Déclaration publique

Index AI : AFR 44/009/2009

Amnesty International a exprimé ce vendredi 20 mars son inquiétude face au manque de détermination du gouvernement nigérian pour garantir l’autorité, la liberté d’action et l’indépendance de la Commission nationale des droits humains (CNDH). L’organisation appelle le gouvernement à prendre toutes les mesures nécessaires, notamment législatives, afin d’assurer l’indépendance totale de la Commission dans son travail de protection et promotion des droits humains.

En novembre 2007, le Conseil d’administration de la CNDH a été dissous avant la fin de son mandat. Le gouvernement n’a pas nommé de nouveau Conseil d’administration, en dépit des obligations inscrites dans la Loi sur la Commission nationale des droits humains qui prévoit la réunion une fois par mois au moins d’un conseil composé de neuf membres. Le Conseil, nommé pour un mandat de quatre ans par le président sur la recommandation du procureur général et ministre de la justice de la Fédération est responsable du bon fonctionnement de la Commission.

Le 18 mars 2008, Kehinde Ajoni, secrétaire exécutive de la CNDH, a été relevée de ses fonctions par le procureur général et ministre de la Justice de la Fédération, Michael Kaase Aondoakaa, qui l’en a informée par courrier. Kehinde Ajoni avait été nommée pour cinq ans et son contrat devait se terminer en 2011. Le président a nommé l’avocat Roland Awubare pour la remplacer.

Selon une déclaration du ministre fédéral de la Justice, Kehinde Ajoni a été « rappelée au ministère ». En vertu de l’article 4(2) de la Loi sur la CNDH, le président a tout pouvoir pour changer les membres du Conseil d’administration, y compris le secrétaire exécutif, « s’il considère qu’il n’est pas dans l’intérêt du public que l’un des membres reste en poste. » Toutefois, la déclaration ne mentionnant pas les raisons du renvoi de Kehinde Ajoni, Amnesty International craint que la procédure régulière n’ait pas été suivie et que son renvoi n’ait été arbitraire.

Le prédécesseur de Kehinde Ajoni, Bukhari Bello, avait été remplacé de la même manière en juin 2006, quatre ans avant la fin de son mandat en raison, semble-t-il, de son approche trop critique de la politique du gouvernement nigérian en matière de droits humains et de ses observations en faveur des droits humains. Le Comité international de coordination des institutions nationales pour la promotion et la protection des droits de l’homme [ONU] n’a pas autorisé le Nigeria à renouveler son adhésion, invoquant les « conditions irrégulières » de ce remplacement.

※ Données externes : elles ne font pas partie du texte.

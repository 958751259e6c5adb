#![forbid(unsafe_code)]

//! Named spring profiles and velocity-adaptive selection.
//!
//! The profile table is constant. [`select_spring_config`] picks parameters
//! for a release: very fast releases get a bouncier version of the requested
//! profile, very slow releases a smoother one, and everything in between
//! uses [`AnimationType::Snappy`] unmodified.

#[cfg(feature = "config")]
use serde::{Deserialize, Serialize};

/// Releases faster than this (px/s) lower damping.
pub const FAST_RELEASE_VELOCITY: f64 = 1000.0;

/// Releases slower than this (px/s) raise damping.
pub const SLOW_RELEASE_VELOCITY: f64 = 100.0;

const FAST_DAMPING_SCALE: f64 = 0.8;
const SLOW_DAMPING_SCALE: f64 = 1.2;

/// Physical parameters of a damped spring.
#[derive(Debug, Clone, Copy, PartialEq)]
pub struct SpringParams {
    /// Velocity drag coefficient.
    pub damping: f64,
    /// Restoring force strength.
    pub stiffness: f64,
    /// Moving mass.
    pub mass: f64,
}

impl SpringParams {
    /// Create a parameter set.
    #[must_use]
    pub const fn new(damping: f64, stiffness: f64, mass: f64) -> Self {
        Self {
            damping,
            stiffness,
            mass,
        }
    }

    /// Damping coefficient at which this spring stops oscillating.
    #[must_use]
    pub fn critical_damping(&self) -> f64 {
        2.0 * (self.stiffness * self.mass).sqrt()
    }

    /// Damping ratio (1.0 = critically damped).
    #[must_use]
    pub fn damping_ratio(&self) -> f64 {
        self.damping / self.critical_damping()
    }

    /// Copy with damping multiplied by `scale`.
    #[must_use]
    pub fn scale_damping(self, scale: f64) -> Self {
        Self {
            damping: self.damping * scale,
            ..self
        }
    }
}

/// Named motion profile for panel animations.
#[derive(Debug, Clone, Copy, PartialEq, Eq, Hash, Default)]
#[cfg_attr(feature = "config", derive(Serialize, Deserialize))]
#[cfg_attr(feature = "config", serde(rename_all = "snake_case"))]
pub enum AnimationType {
    /// Soft and slow.
    Gentle,
    /// Quick with a hint of overshoot.
    #[default]
    Snappy,
    /// Visible overshoot before settling.
    Bouncy,
    /// Overdamped; no overshoot.
    Smooth,
}

impl AnimationType {
    /// All profiles in table order.
    pub const ALL: [Self; 4] = [Self::Gentle, Self::Snappy, Self::Bouncy, Self::Smooth];

    /// Spring parameters for this profile.
    #[must_use]
    pub const fn params(self) -> SpringParams {
        match self {
            Self::Gentle => SpringParams::new(20.0, 120.0, 1.0),
            Self::Snappy => SpringParams::new(28.0, 300.0, 1.0),
            Self::Bouncy => SpringParams::new(12.0, 280.0, 1.0),
            Self::Smooth => SpringParams::new(30.0, 150.0, 1.0),
        }
    }

    /// Lowercase profile name.
    #[must_use]
    pub const fn name(self) -> &'static str {
        match self {
            Self::Gentle => "gentle",
            Self::Snappy => "snappy",
            Self::Bouncy => "bouncy",
            Self::Smooth => "smooth",
        }
    }
}

impl std::fmt::Display for AnimationType {
    fn fmt(&self, f: &mut std::fmt::Formatter<'_>) -> std::fmt::Result {
        f.write_str(self.name())
    }
}

/// Pick spring parameters for a release at `velocity` (px/s, any sign).
#[must_use]
pub fn select_spring_config(velocity: f64, animation_type: AnimationType) -> SpringParams {
    let speed = velocity.abs();
    if speed > FAST_RELEASE_VELOCITY {
        animation_type.params().scale_damping(FAST_DAMPING_SCALE)
    } else if speed < SLOW_RELEASE_VELOCITY {
        animation_type.params().scale_damping(SLOW_DAMPING_SCALE)
    } else {
        AnimationType::Snappy.params()
    }
}
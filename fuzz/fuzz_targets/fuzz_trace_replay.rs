#![no_main]

use libfuzzer_sys::fuzz_target;
use snapsheet_harness::{Step, Trace, replay_trace};

fuzz_target!(|data: &[u8]| {
    let Ok(text) = std::str::from_utf8(data) else {
        return;
    };
    let Ok(mut trace) = Trace::from_json_str(text) else {
        return;
    };
    // Keep runs short: cap waits and settle budgets.
    for step in &mut trace.steps {
        match step {
            Step::WaitMs(ms) => *ms = (*ms).min(2_000),
            Step::Settle(settle) => {
                settle.max_frames = Some(settle.max_frames.unwrap_or(600).min(2_000));
            }
            _ => {}
        }
    }
    let mut out = Vec::new();
    if let Ok(summary) = replay_trace(&trace, None, &mut out) {
        let lines = out.iter().filter(|b| **b == b'\n').count() as u64;
        assert_eq!(lines, summary.records, "record count mismatch");
    }
});
#![forbid(unsafe_code)]

//! Staggered multi-channel style transitions.
//!
//! When the content mode changes, five style channels animate one after
//! another: padding, font scale, spacing, border radius, then opacity. Each
//! channel starts a fixed stagger increment after the previous one.
//!
//! # Invariants
//!
//! 1. Channel offsets are `index × stagger`, in [`StyleChannel::ORDER`].
//! 2. The transition is complete exactly when the last channel is complete;
//!    total duration is `4 × stagger + channel_duration`.
//! 3. [`StaggeredTransition::progress`] is monotonically non-decreasing and
//!    reaches 1.0 on completion.

use std::time::Duration;

use super::{Animation, Delayed, Fade, delay, ease_out_cubic};

/// A style value animated during a content-mode transition.
#[derive(Debug, Clone, Copy, PartialEq, Eq, Hash)]
pub enum StyleChannel {
    /// Content padding.
    Padding,
    /// Font scale multiplier.
    FontScale,
    /// Spacing multiplier.
    Spacing,
    /// Corner radius.
    BorderRadius,
    /// Content opacity.
    Opacity,
}

impl StyleChannel {
    /// Channels in start order.
    pub const ORDER: [Self; 5] = [
        Self::Padding,
        Self::FontScale,
        Self::Spacing,
        Self::BorderRadius,
        Self::Opacity,
    ];

    #[inline]
    const fn index(self) -> usize {
        match self {
            Self::Padding => 0,
            Self::FontScale => 1,
            Self::Spacing => 2,
            Self::BorderRadius => 3,
            Self::Opacity => 4,
        }
    }
}

/// Linear start offsets for `count` items spaced by `step`.
#[must_use]
pub fn stagger_offsets(count: usize, step: Duration) -> Vec<Duration> {
    (0..count)
        .map(|i| step.saturating_mul(u32::try_from(i).unwrap_or(u32::MAX)))
        .collect()
}

/// Five delayed fades, one per [`StyleChannel`].
#[derive(Debug, Clone)]
pub struct StaggeredTransition {
    channels: Vec<Delayed<Fade>>,
    elapsed: Duration,
    total: Duration,
}

impl StaggeredTransition {
    /// Create a transition where each channel lasts `channel_duration` and
    /// starts `stagger` after the previous one.
    #[must_use]
    pub fn new(channel_duration: Duration, stagger: Duration) -> Self {
        let channels: Vec<_> = stagger_offsets(StyleChannel::ORDER.len(), stagger)
            .into_iter()
            .map(|offset| delay(offset, Fade::new(channel_duration).easing(ease_out_cubic)))
            .collect();
        let total = channels
            .iter()
            .map(|c| c.delay() + c.inner().duration())
            .max()
            .unwrap_or(Duration::ZERO);
        Self {
            channels,
            elapsed: Duration::ZERO,
            total,
        }
    }

    /// Eased progress of one channel in `[0.0, 1.0]`.
    #[must_use]
    pub fn channel_progress(&self, channel: StyleChannel) -> f64 {
        self.channels
            .get(channel.index())
            .map_or(1.0, |c| f64::from(c.value()))
    }

    /// Overall progress (`elapsed / total`), clamped to `[0.0, 1.0]`.
    #[must_use]
    pub fn progress(&self) -> f64 {
        if self.total.is_zero() {
            return 1.0;
        }
        (self.elapsed.as_secs_f64() / self.total.as_secs_f64()).min(1.0)
    }
}

impl Animation for StaggeredTransition {
    fn tick(&mut self, dt: Duration) {
        self.elapsed = (self.elapsed + dt).min(self.total);
        for channel in &mut self.channels {
            channel.tick(dt);
        }
    }

    fn is_complete(&self) -> bool {
        self.channels.iter().all(Animation::is_complete)
    }

    fn value(&self) -> f32 {
        self.progress() as f32
    }
}

#[cfg(test)]
mod tests {
    use super::*;

    fn ms(n: u64) -> Duration {
        Duration::from_millis(n)
    }

    #[test]
    fn offsets_are_linear() {
        assert_eq!(stagger_offsets(3, ms(50)), vec![ms(0), ms(50), ms(100)]);
        assert!(stagger_offsets(0, ms(50)).is_empty());
    }

    #[test]
    fn total_covers_last_channel() {
        let mut t = StaggeredTransition::new(ms(200), ms(50));
        t.tick(ms(200));
        assert!((t.progress() - 0.5).abs() < 1e-9);
    }

    #[test]
    fn channels_start_in_order() {
        let mut t = StaggeredTransition::new(ms(200), ms(50));
        t.tick(ms(60));
        assert!(t.channel_progress(StyleChannel::Padding) > 0.0);
        assert!(t.channel_progress(StyleChannel::FontScale) > 0.0);
        assert_eq!(t.channel_progress(StyleChannel::Spacing), 0.0);
        assert_eq!(t.channel_progress(StyleChannel::Opacity), 0.0);
    }

    #[test]
    fn incomplete_until_opacity_finishes() {
        let mut t = StaggeredTransition::new(ms(200), ms(50));
        t.tick(ms(399));
        assert!(!t.is_complete());
        assert_eq!(t.channel_progress(StyleChannel::Padding), 1.0);
        t.tick(ms(1));
        assert!(t.is_complete());
        assert_eq!(t.progress(), 1.0);
    }

    #[test]
    fn progress_monotonic() {
        let mut t = StaggeredTransition::new(ms(200), ms(50));
        let mut prev = t.progress();
        for _ in 0..40 {
            t.tick(ms(16));
            assert!(t.progress() >= prev);
            prev = t.progress();
        }
    }
}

Amnesty International craint qu’après la dissolution du Conseil d’administration et le renvoi de Bukhari Bello cette action n’entame l’indépendance et l’autorité de la CNDH pour mener à bien son action de défense des droits humains et ne mette en danger les droits fondamentaux des Nigérians.

L’action du gouvernement n’est pas conforme à l’engagement exprimé par le Nigeria lors de son élection au Conseil des droits de l’homme des Nations unies en mai 2006 « de continuer à promouvoir et protéger les droits humains au niveau national en renforçant et en soutenant activement le travail de la Commission nationale des droits humains afin de la rendre plus efficace dans l’accomplissement de son mandat ». En février 2009, le Nigeria a redit son engagement au groupe de travail chargé de l’examen périodique universel (EPU) et déclaré : « le gouvernement veut s’assurer que cette institution [la CNDH] sera renforcée, notamment grâce à son indépendance plus forte ».

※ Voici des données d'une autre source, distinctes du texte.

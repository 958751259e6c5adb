use std::fs::File;
use std::io::{BufWriter, Write};
use std::path::PathBuf;

use clap::{Args, Parser, Subcommand};
use snapsheet_core::SheetConfig;

use crate::error::Result;
use crate::logging::{self, LogFormat};
use crate::replay::replay_trace;
use crate::trace::Trace;

#[derive(Debug, Parser)]
#[command(
    name = "snapsheet-harness",
    about = "Replay recorded drag traces against the snapsheet engine",
    version
)]
pub struct Cli {
    /// Diagnostic log format on stderr.
    #[arg(long, value_enum, default_value_t = LogFormat::Text, global = true)]
    pub log_format: LogFormat,

    #[command(subcommand)]
    pub command: Commands,
}

#[derive(Debug, Subcommand)]
pub enum Commands {
    /// Replay a trace file and emit per-frame JSONL.
    Replay(ReplayArgs),

    /// Print the default sheet configuration.
    Defaults(DefaultsArgs),
}

#[derive(Debug, Clone, Args)]
pub struct ReplayArgs {
    /// Trace file (JSON).
    #[arg(long)]
    pub trace: PathBuf,

    /// Write JSONL here instead of stdout.
    #[arg(long)]
    pub out: Option<PathBuf>,

    /// Override the trace's frame interval, in milliseconds.
    #[arg(long)]
    pub frame_ms: Option<u64>,
}

#[derive(Debug, Clone, Args)]
pub struct DefaultsArgs {
    /// Print JSON instead of TOML.
    #[arg(long)]
    pub json: bool,
}

pub fn run_from_env() -> Result<()> {
    let cli = Cli::parse();
    logging::init(cli.log_format);
    run(cli)
}

pub fn run(cli: Cli) -> Result<()> {
    match cli.command {
        Commands::Replay(args) => run_replay(&args),
        Commands::Defaults(args) => run_defaults(&args),
    }
}

pub fn run_replay(args: &ReplayArgs) -> Result<()> {
    let trace = Trace::from_file(&args.trace)?;
    let summary = match &args.out {
        Some(path) => {
            let mut out = BufWriter::new(File::create(path)?);
            replay_trace(&trace, args.frame_ms, &mut out)?
        }
        None => {
            let stdout = std::io::stdout();
            let mut out = stdout.lock();
            replay_trace(&trace, args.frame_ms, &mut out)?
        }
    };
    tracing::info!(
        target: "snapsheet.harness",
        trace = %args.trace.display(),
        records = summary.records,
        "wrote records"
    );
    Ok(())
}

pub fn run_defaults(args: &DefaultsArgs) -> Result<()> {
    let config = SheetConfig::default();
    let text = if args.json {
        serde_json::to_string_pretty(&config)?
    } else {
        config.to_toml_string()?
    };
    let stdout = std::io::stdout();
    let mut out = stdout.lock();
    writeln!(out, "{text}")?;
    Ok(())
}

#[cfg(test)]
mod tests {
    use super::*;
    use crate::error::HarnessError;
    use tempfile::tempdir;

    #[test]
    fn parses_replay_flags() {
        let cli = Cli::try_parse_from([
            "snapsheet-harness",
            "replay",
            "--trace",
            "t.json",
            "--frame-ms",
            "8",
            "--log-format",
            "json",
        ])
        .unwrap();
        assert_eq!(cli.log_format, LogFormat::Json);
        match cli.command {
            Commands::Replay(args) => {
                assert_eq!(args.trace, PathBuf::from("t.json"));
                assert_eq!(args.frame_ms, Some(8));
                assert!(args.out.is_none());
            }
            Commands::Defaults(_) => panic!("expected replay"),
        }
    }

    #[test]
    fn replay_requires_trace() {
        assert!(Cli::try_parse_from(["snapsheet-harness", "replay"]).is_err());
    }

    #[test]
    fn missing_trace_file_is_reported() {
        let dir = tempdir().unwrap();
        let err = run_replay(&ReplayArgs {
            trace: dir.path().join("absent.json"),
            out: None,
            frame_ms: None,
        })
        .unwrap_err();
        assert!(matches!(err, HarnessError::MissingTrace { .. }));
        assert_eq!(err.exit_code(), 2);
    }

    #[test]
    fn replay_writes_out_file() {
        let dir = tempdir().unwrap();
        let trace = dir.path().join("trace.json");
        let out = dir.path().join("out.jsonl");
        std::fs::write(&trace, r#"{"steps": [{"snap_to": {"index": 1}}, {"settle": {}}]}"#).unwrap();
        run_replay(&ReplayArgs {
            trace,
            out: Some(out.clone()),
            frame_ms: None,
        })
        .unwrap();
        let written = std::fs::read_to_string(out).unwrap();
        let last: serde_json::Value =
            serde_json::from_str(written.lines().last().unwrap()).unwrap();
        assert_eq!(last["height"], 700.0);
    }
}
#![forbid(unsafe_code)]

//! Core: snap-point physics, drag gestures, and content adaptation for a
//! draggable bottom panel.
//!
//! # Role in snapsheet
//! `snapsheet-core` is the whole engine. It owns the panel height and
//! decides where it goes; rendering is left to the host, which reads
//! [`SheetFrame`] and [`ContentAdaptationContext`] each frame.
//!
//! # Primary responsibilities
//! - **Sheet**: single owner of the height; routes drags, commands, and ticks.
//! - **Snap resolution**: magnetic, priority-ranked, velocity-biased targets.
//! - **Animation**: damped springs with interruptible, identity-tagged runs.
//! - **Gestures**: drag state machine with rubber-band over-drag.
//! - **Content adaptation**: compact/standard/expanded tiers with continuous
//!   styles and staggered transitions.
//!
//! # Example
//! ```
//! use std::time::Duration;
//! use snapsheet_core::{DragEvent, Sheet, SheetConfig};
//!
//! let mut sheet = Sheet::new(SheetConfig::default())?;
//! sheet.handle_drag(DragEvent::start());
//! sheet.handle_drag(DragEvent::update(-350.0, 0.0));
//! sheet.handle_drag(DragEvent::end(-350.0, 0.0));
//! while sheet.is_animating() {
//!     sheet.tick(Duration::from_millis(16));
//! }
//! assert_eq!(sheet.current_height(), 700.0);
//! # Ok::<(), snapsheet_core::SheetError>(())
//! ```

pub mod animation;
pub mod config;
pub mod content;
pub mod driver;
pub mod error;
pub mod geometry;
pub mod gesture;
pub mod haptics;
pub mod sheet;
pub mod snap;

pub use animation::{AnimationType, SpringParams, select_spring_config};
pub use config::{ContentConfig, HandleVariant, SheetConfig, SnapConfig};
pub use content::{
    AdaptiveStyles, ContentAdaptationContext, ContentMode, ModeConfig, ModeResolution, compute_mode,
};
pub use driver::{AnimationDriver, PanelFrame, RunId, Settled};
pub use error::{Result, SheetError};
pub use geometry::{HeightRange, clamp, progress, rubber_band};
pub use gesture::{DragEvent, DragPhase, DragSample, GestureCoordinator, GesturePhase, Release};
pub use haptics::{ChannelHaptics, HapticError, HapticEvent, HapticFeedback, NoopHaptics};
pub use sheet::{ModalState, PhaseOwner, Sheet, SheetFrame};
pub use snap::{SnapPoint, SnapPointSet, SnapResolver};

Le Nigeria a l’obligation, au titre de l’article 26 de la Charte africaine des droits de l’homme et des peuples, de« permettre l’établissement et le perfectionnement d’institutions nationales appropriées chargées de la promotion et de la protection des droits et libertés garantis par la présente Charte. »

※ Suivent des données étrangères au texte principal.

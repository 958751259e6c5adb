#![forbid(unsafe_code)]

//! Animation primitives: the [`Animation`] trait, timed fades, delays,
//! spring physics, spring profiles, and staggered transitions.
//!
//! Every animation is driven by explicit `tick(dt)` calls from the host
//! loop; nothing here reads a clock.

pub mod profile;
pub mod spring;
pub mod stagger;

use std::time::Duration;

pub use profile::{AnimationType, SpringParams, select_spring_config};
pub use spring::Spring;
pub use stagger::{StaggeredTransition, StyleChannel, stagger_offsets};

/// Easing curve applied to normalized time.
pub type EasingFn = fn(f32) -> f32;

/// A time-driven animation producing a value in `[0.0, 1.0]`.
pub trait Animation {
    /// Advance by `dt`.
    fn tick(&mut self, dt: Duration);

    /// Whether the animation has finished.
    fn is_complete(&self) -> bool;

    /// Current normalized value.
    fn value(&self) -> f32;
}

/// Identity easing.
#[inline]
pub fn linear(t: f32) -> f32 {
    t.clamp(0.0, 1.0)
}

/// Cubic ease-out.
#[inline]
pub fn ease_out_cubic(t: f32) -> f32 {
    let inv = 1.0 - t.clamp(0.0, 1.0);
    1.0 - inv * inv * inv
}

/// Linear progress over a fixed duration, shaped by an easing curve.
#[derive(Debug, Clone)]
pub struct Fade {
    elapsed: Duration,
    duration: Duration,
    easing: EasingFn,
}

impl Fade {
    /// Create a fade lasting `duration`. Zero durations are clamped to 1ns.
    #[must_use]
    pub fn new(duration: Duration) -> Self {
        Self {
            elapsed: Duration::ZERO,
            duration: duration.max(Duration::from_nanos(1)),
            easing: linear,
        }
    }

    /// Set the easing curve (builder pattern).
    #[must_use]
    pub fn easing(mut self, easing: EasingFn) -> Self {
        self.easing = easing;
        self
    }

    /// Uneased progress in `[0.0, 1.0]`.
    #[must_use]
    pub fn raw_progress(&self) -> f32 {
        (self.elapsed.as_secs_f64() / self.duration.as_secs_f64()).min(1.0) as f32
    }

    /// Configured duration.
    #[must_use]
    pub fn duration(&self) -> Duration {
        self.duration
    }
}

impl Animation for Fade {
    fn tick(&mut self, dt: Duration) {
        self.elapsed = (self.elapsed + dt).min(self.duration);
    }

    fn is_complete(&self) -> bool {
        self.elapsed >= self.duration
    }

    fn value(&self) -> f32 {
        (self.easing)(self.raw_progress())
    }
}

/// Holds an inner animation at its initial value until `delay` has passed.
#[derive(Debug, Clone)]
pub struct Delayed<A> {
    delay: Duration,
    waited: Duration,
    inner: A,
}

impl<A: Animation> Delayed<A> {
    /// Borrow the wrapped animation.
    pub fn inner(&self) -> &A {
        &self.inner
    }

    /// Configured delay.
    pub fn delay(&self) -> Duration {
        self.delay
    }
}

/// Wrap `inner` so it starts after `offset`.
#[must_use]
pub fn delay<A: Animation>(offset: Duration, inner: A) -> Delayed<A> {
    Delayed {
        delay: offset,
        waited: Duration::ZERO,
        inner,
    }
}

impl<A: Animation> Animation for Delayed<A> {
    fn tick(&mut self, dt: Duration) {
        let remaining = self.delay.saturating_sub(self.waited);
        if dt <= remaining {
            self.waited += dt;
            return;
        }
        self.waited = self.delay;
        self.inner.tick(dt - remaining);
    }

    fn is_complete(&self) -> bool {
        self.waited >= self.delay && self.inner.is_complete()
    }

    fn value(&self) -> f32 {
        self.inner.value()
    }
}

Un projet de loi visant à renforcer l’efficacité de la CNDH doit être examiné depuis 2005 par l’Assemblée nationale. Amnesty International demande instamment à l’Assemblée nationale de veiller à ce que la CNDH puisse opérer de façon indépendante et efficace, conformément aux « Principes relatifs au statut des institutions nationales » encore appelés Principes de Paris.